(Stored data)
★ ★ ★ ★
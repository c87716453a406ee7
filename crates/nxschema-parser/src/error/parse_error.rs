//! The ParseError type returned by a failed catalog build.

use thiserror::Error;

use crate::error::{Diagnostic, ErrorClass};

/// A type alias for `Result<T, Diagnostic>`.
pub type Result<T> = std::result::Result<T, Diagnostic>;

/// Error type for a catalog build.
///
/// Builds fail fast, so in practice this wraps the single diagnostic that
/// aborted the build.
#[derive(Debug, Error)]
#[error("{}", summary(.diagnostics))]
pub struct ParseError {
    diagnostics: Vec<Diagnostic>,
}

impl ParseError {
    /// Create a new parse error from diagnostics.
    pub fn new(diagnostics: Vec<Diagnostic>) -> Self {
        Self { diagnostics }
    }

    /// Get all diagnostics in this error.
    pub fn diagnostics(&self) -> &[Diagnostic] {
        &self.diagnostics
    }

    /// The class of the first diagnostic.
    pub fn class(&self) -> Option<ErrorClass> {
        self.diagnostics.first().and_then(Diagnostic::class)
    }
}

/// The first diagnostic, followed by a count of the rest.
fn summary(diagnostics: &[Diagnostic]) -> String {
    match diagnostics {
        [] => String::new(),
        [only] => only.to_string(),
        [first, rest @ ..] => format!("{first} (+{} more)", rest.len()),
    }
}

impl From<Diagnostic> for ParseError {
    fn from(diagnostic: Diagnostic) -> Self {
        Self {
            diagnostics: vec![diagnostic],
        }
    }
}

impl From<Vec<Diagnostic>> for ParseError {
    fn from(diagnostics: Vec<Diagnostic>) -> Self {
        Self { diagnostics }
    }
}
★ ★ ★ ★
● **Exercise objective**
Where a line of the records has the string "catalog", copy that line.

● **Exercise result**
//! The ParseError type returned by a failed catalog build.
/// Error type for a catalog build.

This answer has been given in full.